Low-level details on linking and loading of (PE) programs in Windows

Question

Low-level details on linking and loading of (PE) programs in Windows.

I'm looking for an answer or tutorial that clarifies how a Windows program are linked and loaded into memory after it has been assembled.

Especially, I'm uncertain about the following points:

After the program is assembled, some instructions may reference memory within the .DATA section. How are these references translated, when the program is loaded into memory starting at some arbitrary address? Does RVA's and relative memory references take care of these issues (BaseOfCode and BaseOfData RVA-fields of the PE-header)?
Is the program always loaded at the address specified in ImageBase header field? What if a loaded (DLL) module specifies the same base?

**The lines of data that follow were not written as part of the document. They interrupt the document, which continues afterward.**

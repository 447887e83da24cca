use crate::error::{PipelineError, Result};
use crate::schema::Schema;
use crate::types::{Cell, Table};
use crate::util::{fold_header, parse_numeric};
use std::collections::{HashMap, HashSet};
use tracing::{debug, info, warn};

/// What the normalizer had to repair. This is the data-quality hook: callers
/// can log it, print it, or fail on it as they see fit.
#[derive(Debug, Clone, Default, PartialEq)]
pub struct NormalizeReport {
    pub total_rows: usize,
    /// Headers rewritten to their canonical spelling.
    pub renamed_headers: usize,
    /// Canonical columns the source did not supply, filled with defaults.
    pub synthesized: Vec<String>,
    /// Canonical names that appeared more than once after folding.
    pub duplicate_headers: Vec<String>,
    /// Non-empty numeric cells that failed to parse, per column.
    pub coerced_to_zero: Vec<(String, usize)>,
    /// Source columns outside the canonical schema.
    pub passthrough: Vec<String>,
}

impl NormalizeReport {
    pub fn coerced_total(&self) -> usize {
        self.coerced_to_zero.iter().map(|(_, n)| n).sum()
    }
}

/// Bring an untrusted table onto the canonical schema.
///
/// - every header is trimmed and, when it folds to a known column name,
///   rewritten to that exact spelling;
/// - repeated canonical columns are merged, first non-empty cell wins;
/// - essential columns must be present, anything else missing is synthesized;
/// - numeric columns become `Cell::Number`, with unparseable cells as `0.0`;
/// - text in canonical text columns is trimmed.
///
/// Rows are never dropped.
pub fn normalize(table: Table, schema: &Schema) -> Result<(Table, NormalizeReport)> {
    let mut table = table;
    let mut report = NormalizeReport {
        total_rows: table.len(),
        ..NormalizeReport::default()
    };

    let mut known: HashMap<String, String> = schema
        .canonical_columns()
        .into_iter()
        .map(|c| (fold_header(&c), c))
        .collect();
    known.insert(
        fold_header(&schema.columns.sensitive),
        schema.columns.sensitive.clone(),
    );

    let mut seen: HashSet<String> = HashSet::new();
    for header in table.headers.iter_mut() {
        let trimmed = header.trim().to_string();
        let canonical = match known.get(&fold_header(&trimmed)) {
            Some(c) => c.clone(),
            None => {
                if !trimmed.is_empty() {
                    report.passthrough.push(trimmed.clone());
                }
                trimmed
            }
        };
        if canonical != *header {
            report.renamed_headers += 1;
        }
        if known.contains_key(&fold_header(&canonical))
            && canonical != schema.columns.sensitive
            && !seen.insert(canonical.clone())
        {
            report.duplicate_headers.push(canonical.clone());
        }
        *header = canonical;
    }
    // Merge copies before numeric coercion turns blanks into zeros.
    let mut merged: HashSet<String> = HashSet::new();
    report.duplicate_headers.retain(|c| merged.insert(c.clone()));
    for dup in &report.duplicate_headers {
        let dropped = table.coalesce_columns(dup);
        warn!(column = %dup, dropped, "column appears more than once; first non-empty value wins");
    }

    let missing: Vec<String> = schema
        .essential
        .iter()
        .filter(|c| !table.has_column(c))
        .cloned()
        .collect();
    if !missing.is_empty() {
        return Err(PipelineError::MissingColumns(missing));
    }

    let numeric = schema.numeric_columns();
    for col in schema.canonical_columns() {
        if table.has_column(&col) {
            continue;
        }
        let default = if numeric.contains(&col) {
            Cell::Number(0.0)
        } else {
            Cell::Empty
        };
        debug!(column = %col, "synthesizing missing column");
        table.add_column(&col, default);
        report.synthesized.push(col);
    }
    if !report.synthesized.is_empty() {
        warn!(
            columns = %report.synthesized.join(", "),
            "source is missing optional columns; filled with defaults"
        );
    }

    let text_cols: HashSet<String> = schema.text_columns().into_iter().collect();
    let mut failures: HashMap<usize, usize> = HashMap::new();
    for row in table.rows.iter_mut() {
        for (idx, (header, cell)) in table.headers.iter().zip(row.iter_mut()).enumerate() {
            if numeric.contains(header) {
                let value = match &*cell {
                    Cell::Number(n) if n.is_finite() => *n,
                    Cell::Text(s) if !s.trim().is_empty() => parse_numeric(s).unwrap_or_else(|| {
                        *failures.entry(idx).or_insert(0) += 1;
                        0.0
                    }),
                    _ => 0.0,
                };
                *cell = Cell::Number(value);
            } else if text_cols.contains(header) {
                let trimmed = match &*cell {
                    Cell::Text(s) => Some(Cell::from_text(s.trim())),
                    _ => None,
                };
                if let Some(t) = trimmed {
                    *cell = t;
                }
            }
        }
    }

    let mut coerced: Vec<(String, usize)> = failures
        .into_iter()
        .map(|(idx, n)| (table.headers[idx].clone(), n))
        .collect();
    coerced.sort();
    for (col, n) in &coerced {
        warn!(column = %col, cells = n, "unparseable numeric cells set to 0");
    }
    report.coerced_to_zero = coerced;

    info!(
        rows = report.total_rows,
        renamed = report.renamed_headers,
        synthesized = report.synthesized.len(),
        coerced = report.coerced_total(),
        "normalized columns"
    );
    Ok((table, report))
}

#[cfg(test)]
mod tests {
    use super::*;

    fn table(headers: &[&str], rows: &[&[&str]]) -> Table {
        let mut t = Table::new(headers.iter().map(|h| h.to_string()).collect());
        for r in rows {
            t.push_row(r.iter().map(|c| Cell::from_text(c)).collect());
        }
        t
    }

    #[test]
    fn headers_are_trimmed_and_canonicalized() {
        let schema = Schema::default();
        let raw = table(
            &["  implemented ", "GAS SAVINGS (MMBTU/YR)", " Notes "],
            &[&["Yes", "100", "x"]],
        );
        let (t, report) = normalize(raw, &schema).unwrap();
        assert!(t.has_column("Implemented"));
        assert!(t.has_column("Gas Savings (MMBtu/yr)"));
        assert!(t.has_column("Notes"));
        assert_eq!(report.passthrough, vec!["Notes".to_string()]);
        assert_eq!(report.renamed_headers, 3);
    }

    #[test]
    fn every_canonical_column_is_present() {
        let schema = Schema::default();
        let raw = table(&["Implemented"], &[&["Yes"], &["No"]]);
        let (t, report) = normalize(raw, &schema).unwrap();
        for col in schema.canonical_columns() {
            assert!(t.has_column(&col), "missing {col}");
        }
        assert_eq!(report.synthesized.len(), schema.canonical_columns().len() - 1);
        let row = &t.rows[0];
        assert_eq!(t.get(row, "Total Cost Savings"), &Cell::Number(0.0));
        assert_eq!(t.get(row, "County"), &Cell::Empty);
    }

    #[test]
    fn numeric_columns_are_coerced() {
        let schema = Schema::default();
        let raw = table(
            &["Implemented", "Total Cost Savings", "Percent Progress", "Implementation Costs"],
            &[
                &["Yes", "$1,234.50", "12%", "TBD"],
                &["No", "", "100", "$0"],
            ],
        );
        let (t, report) = normalize(raw, &schema).unwrap();
        assert_eq!(t.get(&t.rows[0], "Total Cost Savings"), &Cell::Number(1234.5));
        assert_eq!(t.get(&t.rows[0], "Percent Progress"), &Cell::Number(12.0));
        assert_eq!(t.get(&t.rows[0], "Implementation Costs"), &Cell::Number(0.0));
        assert_eq!(t.get(&t.rows[1], "Total Cost Savings"), &Cell::Number(0.0));
        assert_eq!(t.len(), 2);
        assert_eq!(
            report.coerced_to_zero,
            vec![("Implementation Costs".to_string(), 1)]
        );
    }

    #[test]
    fn missing_essential_column_is_fatal() {
        let schema = Schema::default();
        let raw = table(&["Gas Savings (MMBtu/yr)"], &[&["10"]]);
        match normalize(raw, &schema) {
            Err(PipelineError::MissingColumns(cols)) => {
                assert_eq!(cols, vec!["Implemented".to_string()])
            }
            other => panic!("expected MissingColumns, got {other:?}"),
        }
    }

    #[test]
    fn duplicate_headers_are_reported() {
        let schema = Schema::default();
        let raw = table(&["Implemented", "County", " county"], &[&["Yes", "", "Utah"]]);
        let (t, report) = normalize(raw, &schema).unwrap();
        assert_eq!(report.duplicate_headers, vec!["County".to_string()]);
        assert_eq!(t.get(&t.rows[0], "County"), &Cell::Text("Utah".into()));
        assert_eq!(t.column_indices("County").len(), 1);
    }

    #[test]
    fn blank_numeric_copy_does_not_shadow_later_value() {
        let schema = Schema::default();
        let raw = table(
            &["Implemented", "Total Cost Savings", " total cost savings"],
            &[&["Yes", "", "$5"], &["No", "$7", "$9"], &["No", "", ""]],
        );
        let (t, report) = normalize(raw, &schema).unwrap();
        assert_eq!(report.duplicate_headers, vec!["Total Cost Savings".to_string()]);
        assert_eq!(t.column_indices("Total Cost Savings").len(), 1);
        assert_eq!(t.get(&t.rows[0], "Total Cost Savings"), &Cell::Number(5.0));
        assert_eq!(t.get(&t.rows[1], "Total Cost Savings"), &Cell::Number(7.0));
        assert_eq!(t.get(&t.rows[2], "Total Cost Savings"), &Cell::Number(0.0));
    }

    #[test]
    fn sensitive_header_variants_share_one_name() {
        let schema = Schema::default();
        let raw = table(&["Implemented", "company", " COMPANY "], &[&["Yes", "Acme", "Acme"]]);
        let (t, _) = normalize(raw, &schema).unwrap();
        assert_eq!(t.column_indices("Company").len(), 2);
    }
}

*"Is the program always loaded at the address specified in ImageBase header field? What if a loaded (DLL) module specifies the same base?"* - Doesn't that second question already answer the first? — IInspectable, Aug 07 '16 at 18:11
Code *and* global data reference are relocated when the DLL can't be loaded at its preferred base address. — Hans Passant, Aug 07 '16 at 18:56
@HansPassant - could you point me to a resource on the subject. I can't seem to find anything but very high level descriptions. — Shuzheng, Aug 07 '16 at 19:11
I just gave you a low-level description. I leave it up to Google to let people find resources. — Hans Passant, Aug 07 '16 at 19:16
I tried but can't find something on MSDN or the like. The Wiki is a bit too high level (general) in its description, and the only tutorial I found was for Linux. — Shuzheng, Aug 07 '16 at 19:18
You'll probably want to read the [official PE specification](https://msdn.microsoft.com/en-us/windows/hardware/gg463119.aspx). — 500 - Internal Server Error, Aug 07 '16 at 20:05

Mihai · Answer 1 · 2018-07-16T22:33:14.237

First I'm going to answer your second question: No, a module (being an exe or dll) is not allways loaded at the base address. This can happen for two reasons, either there is some other module already loaded and there is no space for loading it at the base address contained in the headers, or because of ASLR (Address Space Layout Randomization) which mean modules are loaded at random slots for exploit mitigation purposes.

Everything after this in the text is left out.